“It’s interesting to see what people think they’e entitled to,” she says, that strange lilt to her voice that has been scratching away at his brain since day one, “It’s not exactly their vulnerabilities, but it makes them just as easy to manipulate.” She smiles, then, a predator baring teeth which is such an obvious comparison that somehow he realizes what the problem is.
“You’re not Irish at all,” he accuses.
Her smile becomes genuinely amused, and when she speaks her accent rounds out, slows down, becomes thick and syrupy sweet like molasses, “I’m not the real Red, either.”
Reeling, he tries to find his bearings, tries to take in more of her to see what he had previously missed. Her hair, her clothes, any clue that he should have spotted much earlier that says ‘this isn’t the criminal mastermind you’re looking for’. But before he can complete a thought, a sharp blow to the back of his head sends him toppling to the ground.
He sees two matching pairs of shoes, two matching faces–but different clothes, different hair.
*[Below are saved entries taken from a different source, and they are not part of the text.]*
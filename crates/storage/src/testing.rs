//! Test doubles for the storage layer
//!
//! `FaultyTable` wraps any backend and, when armed, fails every
//! operation with `StorageUnavailable`. Upper layers use it to assert
//! that backend failures propagate unchanged, with no internal retry.

use std::sync::atomic::{AtomicBool, Ordering};
use std::sync::Arc;

use crate::row::Row;
use crate::table::{IndexQuery, QueryPage, Table};
use ragamala_core::{Error, ItemKey, Result};

/// Fault-injection wrapper around a real table
pub struct FaultyTable {
    inner: Arc<dyn Table>,
    failing: AtomicBool,
}

impl FaultyTable {
    /// Wrap a backend; starts healthy
    pub fn new(inner: Arc<dyn Table>) -> Self {
        FaultyTable {
            inner,
            failing: AtomicBool::new(false),
        }
    }

    /// Arm or disarm fault injection
    pub fn set_failing(&self, failing: bool) {
        self.failing.store(failing, Ordering::Release);
    }

    fn check(&self) -> Result<()> {
        if self.failing.load(Ordering::Acquire) {
            return Err(Error::StorageUnavailable("injected fault".into()));
        }
        Ok(())
    }
}

impl Table for FaultyTable {
    fn put(&self, row: Row) -> Result<()> {
        self.check()?;
        self.inner.put(row)
    }

    fn put_new(&self, row: Row) -> Result<()> {
        self.check()?;
        self.inner.put_new(row)
    }

    fn put_expecting(&self, row: Row, expected_version: u64) -> Result<()> {
        self.check()?;
        self.inner.put_expecting(row, expected_version)
    }

    fn get(&self, key: &ItemKey) -> Result<Option<Row>> {
        self.check()?;
        self.inner.get(key)
    }

    fn delete(&self, key: &ItemKey) -> Result<Option<Row>> {
        self.check()?;
        self.inner.delete(key)
    }

    fn query(&self, query: &IndexQuery) -> Result<QueryPage> {
        self.check()?;
        self.inner.query(query)
    }

    fn batch_get(&self, keys: &[ItemKey]) -> Result<Vec<Option<Row>>> {
        self.check()?;
        self.inner.batch_get(keys)
    }
}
“Don’t worry,” the woman he thought was Red says, “she’s not Red either.”
—
The thing is, no one really knows who Red is besides, probably, Red and their small handful of trusted lieutenants. Authorities don’t even know Red’s gender, age, ethnicity. Admittedly, the Irish heritage was a reach–the lone survivor of the 22nd Precinct’s bombing remembering an accent on the other side of that disastrous phone call–but it was deemed significant enough to be even a possibility.
When he comes to, head aching, wrists and ankles tied to a chair, there are five unimpressed people standing in front of him and he is pretty sure none of them are Red. Well, two of them have self-confirmed as not being Red. For all he knows it’s a double-bluff.
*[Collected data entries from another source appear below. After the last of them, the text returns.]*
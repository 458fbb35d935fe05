//! Rate-limit configuration
//!
//! Named `{max, window}` pairs, one per operation class. Classes never
//! share counters: the bucket key includes the class.

use crate::identity::TrustedSources;
use std::time::Duration;

/// Operation class selecting a limit
#[derive(Debug, Clone, Copy, PartialEq, Eq, Hash)]
pub enum RateLimitClass {
    /// Reads and lookups
    General,
    /// Search and listing traffic
    Search,
    /// Creates, updates, versioning, attribution writes
    Write,
    /// View-count side effects
    ViewTracking,
    /// Unauthenticated read/search traffic
    Anonymous,
}

impl RateLimitClass {
    /// All classes, for sweeps and diagnostics
    pub const ALL: [RateLimitClass; 5] = [
        RateLimitClass::General,
        RateLimitClass::Search,
        RateLimitClass::Write,
        RateLimitClass::ViewTracking,
        RateLimitClass::Anonymous,
    ];

    /// Stable name used in bucket keys
    pub fn as_str(&self) -> &'static str {
        match self {
            RateLimitClass::General => "general",
            RateLimitClass::Search => "search",
            RateLimitClass::Write => "write",
            RateLimitClass::ViewTracking => "view",
            RateLimitClass::Anonymous => "anonymous",
        }
    }
}

/// One class's limit: at most `max` requests per trailing `window`
#[derive(Debug, Clone, Copy)]
pub struct ClassLimit {
    /// Maximum requests inside the window
    pub max: u32,
    /// Trailing window length
    pub window: Duration,
}

impl ClassLimit {
    /// Build a limit
    pub const fn new(max: u32, window: Duration) -> Self {
        ClassLimit { max, window }
    }
}

/// Limiter configuration
#[derive(Debug, Clone)]
pub struct RateLimitConfig {
    /// Limit for general reads
    pub general: ClassLimit,
    /// Limit for search traffic
    pub search: ClassLimit,
    /// Limit for writes
    pub write: ClassLimit,
    /// Limit for view tracking
    pub view_tracking: ClassLimit,
    /// Limit for unauthenticated traffic
    pub anonymous: ClassLimit,
    /// Idle period after which a bucket is garbage-collected
    pub idle_timeout: Duration,
    /// Callers that always pass without counting
    pub trusted: TrustedSources,
}

impl Default for RateLimitConfig {
    fn default() -> Self {
        RateLimitConfig {
            general: ClassLimit::new(100, Duration::from_secs(60)),
            search: ClassLimit::new(30, Duration::from_secs(60)),
            write: ClassLimit::new(20, Duration::from_secs(60)),
            view_tracking: ClassLimit::new(60, Duration::from_secs(60)),
            anonymous: ClassLimit::new(20, Duration::from_secs(60)),
            idle_timeout: Duration::from_secs(600),
            trusted: TrustedSources::default(),
        }
    }
}

impl RateLimitConfig {
    /// The limit of one class
    pub fn limit(&self, class: RateLimitClass) -> ClassLimit {
        match class {
            RateLimitClass::General => self.general,
            RateLimitClass::Search => self.search,
            RateLimitClass::Write => self.write,
            RateLimitClass::ViewTracking => self.view_tracking,
            RateLimitClass::Anonymous => self.anonymous,
        }
    }
}
//! shhell version information.
//!
//! The value is taken from Cargo metadata (`CARGO_PKG_VERSION`) at compile time. Prefer
//! this constant over repeating `env!("CARGO_PKG_VERSION")` in multiple places, so the
//! CLI and the generated-file headers agree on the same value.

/// The shhell version string (for example, `0.1.0-alpha.1`).
pub const SHHELL_VERSION: &str = env!("CARGO_PKG_VERSION");
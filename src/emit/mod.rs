//! Declaration emitter — writes the generated Python stub package.
//!
//! For every direct or aliased executable the registry produced, the emitter writes one
//! stub module under `_executables/` whose only job is to exist: a decorated placeholder
//! function bound to the resolved identifier, so static analysis offers it as a
//! completion. The package `__init__.py` gets a marker-delimited import block that is
//! fully rewritten on every run; anything a human wrote above the marker survives.
//!
//! This is I/O glue around the registry's partitions. The interesting decisions all
//! happened in the resolver.

use std::fs;
use std::io;
use std::path::{Path, PathBuf};

use thiserror::Error;

use crate::registry::{ExecutableRef, Registry};
use crate::version::SHHELL_VERSION;

/// Python runtime shims shipped into the generated package, embedded at compile time.
const COMMAND_PY: &str = include_str!("../../assets/python/_command.py");
const EXECUTABLE_PY: &str = include_str!("../../assets/python/_executable.py");

/// First line of the generated section of `__init__.py`. Everything from this line to
/// the end of the file belongs to the generator and is replaced on every run.
const IMPORTS_MARKER: &str = "# -- shhell generated imports: do not edit below this line --";

/// Error type for emitter failures.
#[derive(Debug, Error)]
pub enum EmitError {
    #[error("failed to write {path}: {source}")]
    Io {
        path: PathBuf,
        #[source]
        source: io::Error,
    },
}

impl EmitError {
    fn io(path: &Path, source: io::Error) -> EmitError {
        EmitError::Io { path: path.to_path_buf(), source }
    }
}

/// Writes the generated stub package for one registry.
pub struct DeclarationEmitter {
    package_dir: PathBuf,
}

impl DeclarationEmitter {
    /// Target the Python package at `package_dir` (created if missing).
    pub fn new(package_dir: impl AsRef<Path>) -> Self {
        Self { package_dir: package_dir.as_ref().to_path_buf() }
    }

    /// Regenerate the whole package from the registry's partitions.
    ///
    /// Returns the number of stub modules written. Idempotent: running twice over the
    /// same registry produces byte-identical output.
    pub fn emit(&self, registry: &Registry) -> Result<usize, EmitError> {
        let stubs_dir = self.package_dir.join("_executables");
        fs::create_dir_all(&stubs_dir).map_err(|e| EmitError::io(&stubs_dir, e))?;

        self.write(&self.package_dir.join("_command.py"), COMMAND_PY)?;
        self.write(&self.package_dir.join("_executable.py"), EXECUTABLE_PY)?;
        self.write(&stubs_dir.join("__init__.py"), "")?;

        // Sorted for deterministic output across runs.
        let mut declared: Vec<(&String, &ExecutableRef)> =
            registry.direct.iter().chain(registry.aliased.iter()).collect();
        declared.sort_by(|a, b| a.0.cmp(b.0));

        for (ident, exe) in declared.iter().copied() {
            let stub_path = stubs_dir.join(format!("{ident}.py"));
            tracing::debug!(
                executable = %exe.path.display(),
                stub = %stub_path.display(),
                "writing stub module"
            );
            self.write(&stub_path, &render_stub(ident, exe))?;
        }

        self.rewrite_init(registry, &declared)?;
        Ok(declared.len())
    }

    /// Replace the generated section of `__init__.py`, preserving the hand-written
    /// prefix. A missing file gets a default header with the dynamic fallback.
    fn rewrite_init(
        &self,
        registry: &Registry,
        declared: &[(&String, &ExecutableRef)],
    ) -> Result<(), EmitError> {
        let init_path = self.package_dir.join("__init__.py");
        let prefix = match fs::read_to_string(&init_path) {
            Ok(existing) => match existing.find(IMPORTS_MARKER) {
                Some(pos) => existing[..pos].to_string(),
                None => format!("{}\n\n", existing.trim_end()),
            },
            Err(_) => format!("{DEFAULT_INIT_HEADER}\n\n"),
        };

        let idents: Vec<&str> = declared.iter().map(|(ident, _)| ident.as_str()).collect();
        let block = render_init_block(registry, &idents);
        self.write(&init_path, &format!("{prefix}{block}"))
    }

    fn write(&self, path: &Path, content: &str) -> Result<(), EmitError> {
        fs::write(path, content).map_err(|e| EmitError::io(path, e))
    }
}

/// Hand-written part of a fresh `__init__.py`: docstring plus the `__getattr__`
/// fallback that keeps undeclarable executables reachable at runtime.
const DEFAULT_INIT_HEADER: &str = r#""""Autocompletion for your whole PATH, one attribute per executable."""
from ._executable import Executable as _Executable


def __getattr__(name):
    """Fall back to a runtime wrapper for names without a static declaration."""
    return _Executable(name)"#;

/// Render one stub module for a declared executable.
pub fn render_stub(ident: &str, exe: &ExecutableRef) -> String {
    format!(
        r#""""This module is generated to provide autocomplete for {raw_name}."""
from .._executable import Executable
from .._command import Command


@Executable.from_dummy
def {ident}(*args, **kwargs) -> Command:
    """{path}"""
"#,
        raw_name = exe.raw_name,
        path = exe.path.display(),
    )
}

/// Render the generated import block for `__init__.py`.
///
/// The imports hide behind `TYPE_CHECKING` so only static analysis ever executes them;
/// the summary rides along as comments for anyone reading the file.
pub fn render_init_block(registry: &Registry, idents: &[&str]) -> String {
    let mut block = String::new();
    block.push_str(IMPORTS_MARKER);
    block.push('\n');
    block.push_str(&format!("# Generated by shhell {SHHELL_VERSION}.\n"));
    for line in registry.report().to_string().lines() {
        block.push_str(&format!("# {line}\n"));
    }
    block.push_str("from typing import TYPE_CHECKING as _TYPE_CHECKING  # noqa\n");
    block.push('\n');
    block.push_str("if _TYPE_CHECKING:\n");
    if idents.is_empty() {
        block.push_str("    pass\n");
    }
    for ident in idents {
        block.push_str(&format!("    from ._executables.{ident} import {ident}  # noqa\n"));
    }
    block
}

// ============================================================================
// Tests
// ============================================================================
“Detective Camilo,” one of them says, the woman he already spoke to, the others remaining silent. Maybe to keep their voices secret, though if they were worried about they also wouldn’t have shown him their faces.
This doesn’t bode well for him getting out alive.
“We understand you have a younger sister, is this true?” the woman asks, and Gavin tries to keep his pokerface, tries not to react to the obvious goading, but his hands clench into fists, the ropes bite into his skin at the way he tries to surge against his bindings.
“Tori is such a smart girl, such a big contributor to the community. I heard she’s studying to be a detective just like her big brother,” the woman continues, and Gavin can’t help himself.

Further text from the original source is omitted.